Dall’altro, esattamente come 17 anni fa, anche in questa occasione molto statisti hanno ritenuto che nulla potesse intaccare quanto il progresso aveva creato. Si sono, tuttavia, dovuti ricredere, in ritardo. Questo ritardo ha creato decine di migliaia di vittime. Credo, però, che tanti, soprattutto giovani, abbiano capito la lezione. In fondo, è quello che il papà, uno dei pochi profeti, sta dicendo: abbiamo per troppo tempo maltrattato la terra, che adesso si sta ribellando”.

Cosa fa oggi l’Aicu in Italia nella ‘battaglia’ contro il coronavirus?

“L’AICU ha lanciato una raccolta fondi da destinare all’Ospedale Carlo Urbani di Jesi per acquistare materiale necessario per la risposta all’emergenza. La campagna si è conclusa il 3 aprile e sono stati raccolti 30,000 EURO. Con questa somma sono stati acquistati 2 letti bariatrici per terapia intensiva che saranno donati all’ospedale di Jesi e 30 saturimetri consegnati ai medici dell’USCA per supportare i pazienti seguiti a domicilio”.

Urbani è stato ribattezzato ‘medico per il mondo’: quale è l’attività dell’Aicu per garantire i farmaci essenziali nella cura e prevenzione delle malattie infettive parassitarie che colpiscono le popolazioni di Paesi in via di sviluppo?

“L’Associazione è da sempre molto attiva e ci sono varie collaborazioni che nel corso degli anni hanno portato risultati importanti. Abbiamo sia supportato dei progetti in varie zone del mondo, su tutte una collaborazione con l’OMS per una campagna di sverminazione in Vietnam e una lungo partenariato con una organizzazione in Madagascar per il controllo e lo studio di malattie parassitarie, ma ci siamo anche concentrati molto sulla formazione di personale sanitario.

Per citare alcune attività , sin dall’inizio abbiamo avuto una stretta collaborazione con la Fondazione ‘Ivo de Carneri’, organizzando corsi di formazione su malattie neglette in Tanzania e da alcuni anni abbiamo anche lanciato il Premio Carlo Urbani, borse di studio per studenti che vogliono approfondire i loro studi in contesti dove le malattie infettive sono presenti.

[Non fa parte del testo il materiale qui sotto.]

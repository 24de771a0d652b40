//! Clap derive structures for the `vacbot` CLI.
//!
//! Defines the complete command tree, global flags, and shared types.

use clap::{Args, Parser, Subcommand, ValueEnum};

// ── Top-Level CLI ────────────────────────────────────────────────────

/// vacbot -- drive a VacBot floor cleaner over Wi-Fi or Bluetooth LE
#[derive(Debug, Parser)]
#[command(
    name = "vacbot",
    version,
    about = "Control VacBot floor-cleaning robots from the command line",
    long_about = "Connect to a VacBot robot over its local HTTP API or over Bluetooth LE,\n\
        read its status, start and dock it, and manage its cleaning schedule.\n\n\
        The chosen connection is remembered between runs.",
    propagate_version = true,
    subcommand_required = true,
    arg_required_else_help = true
)]
pub struct Cli {
    #[command(flatten)]
    pub global: GlobalOpts,

    #[command(subcommand)]
    pub command: Command,
}

// ── Global Options ───────────────────────────────────────────────────

#[derive(Debug, Clone, Args)]
pub struct GlobalOpts {
    /// Output format [default: from config, else table]
    #[arg(long, short = 'o', env = "VACBOT_OUTPUT", global = true)]
    pub output: Option<OutputFormat>,

    /// When to use color output [default: from config, else auto]
    #[arg(long, global = true)]
    pub color: Option<ColorMode>,

    /// Increase verbosity (-v, -vv, -vvv)
    #[arg(long, short = 'v', action = clap::ArgAction::Count, global = true)]
    pub verbose: u8,

    /// Suppress non-error output
    #[arg(long, short = 'q', global = true)]
    pub quiet: bool,

    /// Skip confirmation prompts
    #[arg(long, short = 'y', global = true)]
    pub yes: bool,

    /// Talk to a simulated robot instead of real hardware
    #[arg(long, env = "VACBOT_SIMULATE", global = true)]
    pub simulate: bool,

    /// Per-request timeout in seconds (Wi-Fi requests and BLE operations)
    #[arg(long, env = "VACBOT_TIMEOUT", global = true)]
    pub timeout: Option<u64>,
}

// ── Output & Color Enums ─────────────────────────────────────────────

#[derive(Debug, Clone, Copy, PartialEq, Eq, ValueEnum)]
pub enum OutputFormat {
    /// Pretty table (default, interactive)
    Table,
    /// Pretty-printed JSON
    Json,
    /// Compact single-line JSON
    JsonCompact,
    /// YAML
    Yaml,
    /// Plain text, one value per line (scripting)
    Plain,
}

#[derive(Debug, Clone, Copy, PartialEq, Eq, ValueEnum)]
pub enum ColorMode {
    /// Auto-detect (color if terminal is interactive)
    Auto,
    /// Always emit color codes
    Always,
    /// Never emit color codes
    Never,
}

// ── Top-Level Command Enum ───────────────────────────────────────────

#[derive(Debug, Subcommand)]
pub enum Command {
    /// Look for robots advertising over Bluetooth LE
    Scan(ScanArgs),

    /// Choose how to reach the robot and remember the choice
    #[command(alias = "use")]
    Connect(ConnectArgs),

    /// Drop the remembered connection
    Forget,

    /// Show battery, cleaning state and errors
    #[command(alias = "st")]
    Status,

    /// Start a cleaning run
    Start,

    /// Stop the current cleaning run
    Stop,

    /// Send the robot back to its dock
    Dock,

    /// Inspect and extend the cleaning schedule
    #[command(alias = "sched")]
    Schedule(ScheduleArgs),

    /// Print the robot's floor map
    Map,

    /// Manage CLI configuration
    Config(ConfigArgs),

    /// Generate shell completions
    Completions(CompletionsArgs),
}

// ── Scan ─────────────────────────────────────────────────────────────

#[derive(Debug, Args)]
pub struct ScanArgs {
    /// Scan duration in seconds [default: ble.scan_secs from config]
    #[arg(long, short = 's', value_parser = clap::value_parser!(u64).range(1..=120))]
    pub secs: Option<u64>,
}

// ── Connect ──────────────────────────────────────────────────────────

#[derive(Debug, Args)]
pub struct ConnectArgs {
    #[command(subcommand)]
    pub target: ConnectTarget,
}

#[derive(Debug, Subcommand)]
pub enum ConnectTarget {
    /// Reach the robot through its local HTTP API
    Wifi {
        /// Host or host:port, e.g. 192.168.1.40 or vacbot.local:8080
        address: String,
    },

    /// Reach the robot over Bluetooth LE
    Ble {
        /// Device id as printed by `vacbot scan`
        device_id: String,
    },
}

// ── Schedule ─────────────────────────────────────────────────────────

#[derive(Debug, Args)]
pub struct ScheduleArgs {
    #[command(subcommand)]
    pub command: ScheduleCommand,
}

#[derive(Debug, Subcommand)]
pub enum ScheduleCommand {
    /// List scheduled cleaning runs
    #[command(alias = "ls")]
    List,

    /// Add a weekly cleaning run
    Add {
        /// Weekday, full or abbreviated (Monday, tue, ...)
        day: String,

        /// 24-hour time, HH:MM
        time: String,
    },
}

// ── Config ───────────────────────────────────────────────────────────

#[derive(Debug, Args)]
pub struct ConfigArgs {
    #[command(subcommand)]
    pub command: ConfigCommand,
}

#[derive(Debug, Subcommand)]
pub enum ConfigCommand {
    /// Write a config file with default settings
    Init,

    /// Display current resolved configuration
    Show,

    /// Print the config file path
    Path,
}

#[derive(Debug, Args)]
pub struct CompletionsArgs {
    /// Shell to generate completions for
    pub shell: clap_complete::Shell,
}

Il Premio attualmente in corso è stato suddiviso in 3 borse: la prima supporta due medici in Senegal che lavorano negli ambulatori di alcuni villaggi in zone remote, la seconda, in collaborazione con Unicam, uno stage nel laboratorio di ricerca della Fondazione de Carneri, in Tanzania, e la terza un altro stage per supportare l’ambulatorio popolare di Intersos a Roma”.